In the spirit of autumn, October and Halloween, one treasured picture book you’ll enjoy reading with toddlers is Ruth Brown’s A Dark, Dark Tale (Picture Puffins) (Public Library, 1992).
The lavishly illustrated picture book is not particularly long, and as is the case with many picture books, the text is quite minimal and interdependent upon the images.
At first this simplicity is deceptive.
“Once upon a time there was dark, dark moor. On the moor there was a dark, dark wood. In the wood there was a dark, dark house”. ..
From ancient folktale tradition, and Randolph Caldecott’s adaptation of The House that Jack Built up through work such as Brown’s A Dark Dark Tale, mnemonic “repeat and add” or cumulative tales have been perennial favorites for children and teachers alike as young pronunciation and reading skills develop.
Aside from being an incredibly entertaining choice for toddler story time or for children to read aloud, it’s safe to say that readers just love a good old fashioned spooky story. Perfect for Halloween, or any time of the year, kids will especially love the way in which suspense builds as they make their way to that scary room up the old stairs at the end of the dark dark hall.
Ultimately the work is an artistic tribute to the darkness of an autumn night and the stillness of the archetypal, unknown mansion.
Brown’s depiction of darkness is actually quite lovely…yes, there are a few semi-sinister portraits, long hallways and the fear of what’s around each corner…(as well as a suspenseful buildup to a comical guest at the end) but it’s the depiction of beautiful shadows that interests me…and Brown’s muted pallet of mole grey, owl brown and the weathered sepias of the countryside’s moor and woods.

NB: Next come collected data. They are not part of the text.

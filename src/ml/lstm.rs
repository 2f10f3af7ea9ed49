// ============================================================
// Layer 5 — LSTM Cell and Stacked Recurrence
// ============================================================
// LstmCell — one gated step:
//   [i, j, f, o] = W · [x ; h] + b
//   c' = σ(f + forget_bias) ⊙ c + σ(i) ⊙ tanh(j)
//   h' = σ(o) ⊙ tanh(c')
//
// LstmStack — num_layers cells applied bottom-up at every
//   time step. With skip connections each layer after the
//   first adds its input to its output (residual), so every
//   layer emits hidden_dim features.
//
// unroll() walks the time axis with length masking:
//   t <  length → state advances, output = top-layer output
//   t >= length → state is carried unchanged, output = 0
//
// Direction::Backward walks T-1 down to 0. Because padded
// steps leave the zero state untouched, each row effectively
// starts at its own last valid token, which matches reversing
// every row up to its length, running forward, and reversing
// the outputs back.
//
// Reference: Hochreiter & Schmidhuber (1997) Long Short-Term Memory
//            Zaremba et al. (2014) Recurrent Neural Network Regularization

use burn::{
    nn::{Linear, LinearConfig},
    prelude::*,
    tensor::activation::{sigmoid, tanh},
};

use crate::domain::{error::{self, Seq2SeqError}, sequence::validate_lengths};
use crate::ml::masking::length_mask;

// ─── LstmState ────────────────────────────────────────────────────────────────
/// (hidden, cell) pair for one layer, each `[batch, hidden_dim]`.
#[derive(Debug, Clone)]
pub struct LstmState<B: Backend> {
    pub hidden: Tensor<B, 2>,
    pub cell:   Tensor<B, 2>,
}

impl<B: Backend> LstmState<B> {
    pub fn zeros(batch_size: usize, hidden_dim: usize, device: &B::Device) -> Self {
        Self {
            hidden: Tensor::zeros([batch_size, hidden_dim], device),
            cell:   Tensor::zeros([batch_size, hidden_dim], device),
        }
    }

    /// Rows where `mask` is 1 take `self`, rows where it is 0 keep `previous`.
    /// mask: [batch, 1]
    pub fn masked(self, previous: Self, mask: Tensor<B, 2>) -> Self {
        Self {
            hidden: blend(self.hidden, previous.hidden, mask.clone()),
            cell:   blend(self.cell, previous.cell, mask),
        }
    }
}

fn blend<B: Backend>(next: Tensor<B, 2>, previous: Tensor<B, 2>, mask: Tensor<B, 2>) -> Tensor<B, 2> {
    let shape = next.dims();
    let keep  = mask.clone().mul_scalar(-1.0).add_scalar(1.0).expand(shape);
    next * mask.expand(shape) + previous * keep
}

// ─── LstmCell ─────────────────────────────────────────────────────────────────
#[derive(Config, Debug)]
pub struct LstmCellConfig {
    pub d_input:  usize,
    pub d_hidden: usize,
    /// Added to the forget gate pre-activation so fresh cells remember by default
    #[config(default = 1.0)]
    pub forget_bias: f64,
}

impl LstmCellConfig {
    pub fn init<B: Backend>(&self, device: &B::Device) -> error::Result<LstmCell<B>> {
        if self.d_input == 0 || self.d_hidden == 0 {
            return Err(Seq2SeqError::InvalidConfig(format!(
                "lstm cell needs d_input > 0 and d_hidden > 0 (got {} and {})",
                self.d_input, self.d_hidden
            )));
        }
        let gates = LinearConfig::new(self.d_input + self.d_hidden, 4 * self.d_hidden).init(device);
        Ok(LstmCell {
            gates,
            d_input:     self.d_input,
            d_hidden:    self.d_hidden,
            forget_bias: self.forget_bias,
        })
    }
}

#[derive(Module, Debug)]
pub struct LstmCell<B: Backend> {
    pub gates:       Linear<B>,
    pub d_input:     usize,
    pub d_hidden:    usize,
    pub forget_bias: f64,
}

impl<B: Backend> LstmCell<B> {
    /// One recurrent step. input: [batch, d_input]
    pub fn step(&self, input: Tensor<B, 2>, state: &LstmState<B>) -> LstmState<B> {
        let [batch_size, _] = input.dims();
        let h = self.d_hidden;

        let gates = self.gates.forward(Tensor::cat(vec![input, state.hidden.clone()], 1));
        let gate  = |k: usize| gates.clone().slice([0..batch_size, k * h..(k + 1) * h]);

        let input_gate  = sigmoid(gate(0));
        let candidate   = tanh(gate(1));
        let forget_gate = sigmoid(gate(2).add_scalar(self.forget_bias));
        let output_gate = sigmoid(gate(3));

        let cell   = forget_gate * state.cell.clone() + input_gate * candidate;
        let hidden = output_gate * tanh(cell.clone());

        LstmState { hidden, cell }
    }
}

// ─── LstmStack ────────────────────────────────────────────────────────────────
#[derive(Config, Debug)]
pub struct LstmStackConfig {
    pub d_input:  usize,
    pub d_hidden: usize,
    #[config(default = 1)]
    pub num_layers: usize,
    #[config(default = false)]
    pub skip_connections: bool,
    #[config(default = 1.0)]
    pub forget_bias: f64,
}

impl LstmStackConfig {
    pub fn init<B: Backend>(&self, device: &B::Device) -> error::Result<LstmStack<B>> {
        if self.num_layers == 0 {
            return Err(Seq2SeqError::InvalidConfig(
                "lstm stack needs at least one layer".to_string(),
            ));
        }

        let layers = (0..self.num_layers)
            .map(|i| {
                let d_input = if i == 0 { self.d_input } else { self.d_hidden };
                LstmCellConfig::new(d_input, self.d_hidden)
                    .with_forget_bias(self.forget_bias)
                    .init(device)
            })
            .collect::<error::Result<Vec<_>>>()?;

        tracing::debug!(
            "Built LSTM stack: {} layers, d_input={}, d_hidden={}, skip={}",
            self.num_layers, self.d_input, self.d_hidden, self.skip_connections
        );

        Ok(LstmStack {
            layers,
            d_input:          self.d_input,
            d_hidden:         self.d_hidden,
            skip_connections: self.skip_connections,
        })
    }
}

#[derive(Debug, Clone, Copy, PartialEq, Eq)]
pub enum Direction {
    Forward,
    Backward,
}

/// Per-step top-layer outputs plus every layer's final state.
#[derive(Debug, Clone)]
pub struct RecurrentOutput<B: Backend> {
    /// [batch, time, d_hidden], zero at padded steps
    pub outputs:      Tensor<B, 3>,
    /// One state per layer, bottom first
    pub final_states: Vec<LstmState<B>>,
}

impl<B: Backend> RecurrentOutput<B> {
    /// Hidden component of the last layer's final state.
    ///
    /// The state is read as (hidden, cell) with hidden first; only the
    /// hidden half is used as the sequence summary.
    pub fn final_hidden(&self) -> Option<Tensor<B, 2>> {
        self.final_states.last().map(|state| state.hidden.clone())
    }
}

#[derive(Module, Debug)]
pub struct LstmStack<B: Backend> {
    pub layers:           Vec<LstmCell<B>>,
    pub d_input:          usize,
    pub d_hidden:         usize,
    pub skip_connections: bool,
}

impl<B: Backend> LstmStack<B> {
    /// Zero state for every layer, sized by the batch seen at call time.
    pub fn initial_state(&self, batch_size: usize, device: &B::Device) -> Vec<LstmState<B>> {
        self.layers
            .iter()
            .map(|_| LstmState::zeros(batch_size, self.d_hidden, device))
            .collect()
    }

    /// One time step through every layer.
    /// Returns the top layer's output and the new per-layer states.
    pub fn step(
        &self,
        input:  Tensor<B, 2>,
        states: &[LstmState<B>],
    ) -> (Tensor<B, 2>, Vec<LstmState<B>>) {
        let mut x          = input;
        let mut new_states = Vec::with_capacity(self.layers.len());

        for (depth, (layer, state)) in self.layers.iter().zip(states).enumerate() {
            let next = layer.step(x.clone(), state);
            x = if self.skip_connections && depth > 0 {
                next.hidden.clone() + x
            } else {
                next.hidden.clone()
            };
            new_states.push(next);
        }

        (x, new_states)
    }

    /// Run the stack over `inputs: [batch, time, d_input]` honouring `lengths`.
    pub fn unroll(
        &self,
        inputs:    Tensor<B, 3>,
        lengths:   &[usize],
        direction: Direction,
    ) -> error::Result<RecurrentOutput<B>> {
        let [batch_size, max_time, d_input] = inputs.dims();
        validate_lengths(lengths, batch_size, max_time)?;
        if d_input != self.d_input {
            return Err(Seq2SeqError::ShapeMismatch {
                what:     "recurrent input features",
                expected: vec![self.d_input],
                actual:   vec![d_input],
            });
        }

        let device = inputs.device();
        let mask   = length_mask::<B>(lengths, max_time, &device);
        let mut states  = self.initial_state(batch_size, &device);
        let mut outputs = Vec::with_capacity(max_time);

        let steps: Vec<usize> = match direction {
            Direction::Forward  => (0..max_time).collect(),
            Direction::Backward => (0..max_time).rev().collect(),
        };

        for t in steps {
            let x_t    = inputs.clone().slice([0..batch_size, t..t + 1, 0..d_input]).reshape([batch_size, d_input]);
            let mask_t = mask.clone().slice([0..batch_size, t..t + 1]);

            let (output, next) = self.step(x_t, &states);

            states = next
                .into_iter()
                .zip(states)
                .map(|(next, previous)| next.masked(previous, mask_t.clone()))
                .collect();
            outputs.push(output * mask_t.expand([batch_size, self.d_hidden]));
        }

        if direction == Direction::Backward {
            outputs.reverse();
        }

        Ok(RecurrentOutput {
            outputs:      Tensor::stack(outputs, 1),
            final_states: states,
        })
    }
}

// ─── Unit Tests ───────────────────────────────────────────────────────────────
#[cfg(test)]
mod tests {
    use super::*;
    use burn::backend::NdArray;

    type TestBackend = NdArray;

    fn values<const D: usize>(t: Tensor<TestBackend, D>) -> Vec<f32> {
        t.into_data().to_vec().unwrap()
    }

    fn stack(num_layers: usize, skip: bool) -> LstmStack<TestBackend> {
        LstmStackConfig::new(3, 5)
            .with_num_layers(num_layers)
            .with_skip_connections(skip)
            .init(&Default::default())
            .unwrap()
    }

    fn inputs(batch: usize, time: usize) -> Tensor<TestBackend, 3> {
        let n = batch * time * 3;
        let flat: Vec<f32> = (0..n).map(|i| ((i % 7) as f32 - 3.0) * 0.25).collect();
        Tensor::<TestBackend, 1>::from_floats(flat.as_slice(), &Default::default()).reshape([batch, time, 3])
    }

    #[test]
    fn test_cell_step_shapes_and_bounds() {
        let device = Default::default();
        let cell   = LstmCellConfig::new(3, 4).init::<TestBackend>(&device).unwrap();
        let state  = LstmState::zeros(2, 4, &device);
        let x      = Tensor::<TestBackend, 2>::ones([2, 3], &device);

        let next = cell.step(x, &state);
        assert_eq!(next.hidden.dims(), [2, 4]);
        assert_eq!(next.cell.dims(), [2, 4]);
        // h = σ(o)·tanh(c) is bounded by 1 in magnitude
        assert!(values(next.hidden).iter().all(|v| v.abs() < 1.0));
    }

    #[test]
    fn test_unroll_output_shape_uses_runtime_batch() {
        let s = stack(2, false);
        for batch in [1, 3] {
            let out = s.unroll(inputs(batch, 4), &vec![4; batch], Direction::Forward).unwrap();
            assert_eq!(out.outputs.dims(), [batch, 4, 5]);
            assert_eq!(out.final_states.len(), 2);
        }
    }

    #[test]
    fn test_padded_steps_emit_zero_and_freeze_state() {
        let s   = stack(1, false);
        let out = s.unroll(inputs(2, 4), &[2, 4], Direction::Forward).unwrap();
        let v   = values(out.outputs.clone());

        // row 0, steps 2 and 3 are padding
        let row0_pad = &v[2 * 5..4 * 5];
        assert!(row0_pad.iter().all(|&x| x == 0.0));

        // row 0's final hidden equals its output at the last valid step (t = 1)
        let row0_t1 = &v[5..10];
        let finals  = values(out.final_hidden().unwrap());
        assert_eq!(&finals[0..5], row0_t1);
    }

    #[test]
    fn test_padding_content_does_not_change_valid_outputs() {
        let s = stack(2, true);
        let device = Default::default();

        let a = inputs(1, 4);
        // same first two steps, different padding
        let b = Tensor::cat(
            vec![
                a.clone().slice([0..1, 0..2, 0..3]),
                Tensor::<TestBackend, 3>::ones([1, 2, 3], &device).mul_scalar(9.0),
            ],
            1,
        );

        for direction in [Direction::Forward, Direction::Backward] {
            let out_a = s.unroll(a.clone(), &[2], direction).unwrap();
            let out_b = s.unroll(b.clone(), &[2], direction).unwrap();
            assert_eq!(values(out_a.outputs), values(out_b.outputs));
        }
    }

    #[test]
    fn test_backward_matches_forward_on_reversed_rows() {
        let s = stack(1, false);
        let x = inputs(1, 3);

        let reversed = Tensor::cat(
            vec![
                x.clone().slice([0..1, 2..3, 0..3]),
                x.clone().slice([0..1, 1..2, 0..3]),
                x.clone().slice([0..1, 0..1, 0..3]),
            ],
            1,
        );

        let backward = s.unroll(x, &[3], Direction::Backward).unwrap();
        let forward  = s.unroll(reversed, &[3], Direction::Forward).unwrap();

        let b = values(backward.outputs);
        let f = values(forward.outputs);
        // backward output at t equals forward-on-reversed output at T-1-t
        for t in 0..3 {
            let bt = &b[t * 5..(t + 1) * 5];
            let ft = &f[(2 - t) * 5..(3 - t) * 5];
            for (x, y) in bt.iter().zip(ft) {
                assert!((x - y).abs() < 1e-6);
            }
        }
    }

    #[test]
    fn test_skip_connection_adds_layer_input_to_output() {
        let device = Default::default();
        let s      = stack(2, true);

        let (top, states) = s.step(inputs(2, 1).reshape([2, 3]), &s.initial_state(2, &device));
        let expected = states[1].hidden.clone() + states[0].hidden.clone();

        for (a, b) in values(top).iter().zip(values(expected)) {
            assert!((a - b).abs() < 1e-6);
        }
    }

    #[test]
    fn test_without_skip_top_output_is_last_hidden() {
        let device = Default::default();
        let s      = stack(2, false);
        let (top, states) = s.step(inputs(2, 1).reshape([2, 3]), &s.initial_state(2, &device));
        assert_eq!(values(top), values(states[1].hidden.clone()));
    }

    #[test]
    fn test_unroll_rejects_bad_lengths() {
        let s = stack(1, false);
        assert!(matches!(
            s.unroll(inputs(2, 3), &[3, 0], Direction::Forward),
            Err(Seq2SeqError::EmptySequence { index: 1 })
        ));
        assert!(matches!(
            s.unroll(inputs(1, 3), &[4], Direction::Forward),
            Err(Seq2SeqError::LengthOutOfRange { .. })
        ));
    }

    #[test]
    fn test_zero_layers_is_a_config_error() {
        let err = LstmStackConfig::new(3, 5)
            .with_num_layers(0)
            .init::<TestBackend>(&Default::default())
            .unwrap_err();
        assert!(err.is_configuration());
    }
}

Lovingly graced by Browns‘ evocative acrylic paintings which are color separated and reproduced, one can appreciate the lovely, symphonic balance between tone, color and mood. There is a palpable sense of loneliness and beauty which promise to stay with a reader for far longer than temporal curiosity about what’s behind the last upstairs door.
Compliment A Dark Dark Tale with other fall favorites such as The Little Old Lady Who was not Afraid of Anything by Linda D. Williams, or, for slightly older children, Teeny Tiny and the Witch Woman, Barbara K. Walker’s memorable homage to Baba Yaga.
In each situation, whether one’s fear is real or imagined, the journey is lovingly rendered by an illustrator whose quiet presence accompanies both the parent and child with the turn of each page. Brown’s picture book is a visual tribute to an autumn night which is sure to become a permanent addition to your budding reader’s library.
Ruth Brown was born in Devon, England in 1942. The first five years of her life were spent playing and exploring the surrounding countryside, and as she describes it “The cottage, the garden and surrounding country were one big fascinating playground which has stayed with me always.” This sentiment is palpable in the majority of her books with their focus on nature, feral animals, and domestic scenery.
In 1947, her family moved to post WWII Germany when her father got a job with the Control Commission. Brown states that “It was an early childhood of extreme contrasts – the freedom of my first five years in the country and then the contrast of post-war Germany.” Perhaps her early exposure to the aftermath of war equipped her with an inclination to include scary elements in so many of her picture books.
She studied at the Bournemouth College of Art, the Birmingham College of Art, and the Royal College of Art, after which she began work as a freelance illustrator. Later, her friend and fellow writer Pat Hutchins piqued her interest in writing her own books and in 1979 her first of many works was published: Crazy Charlie.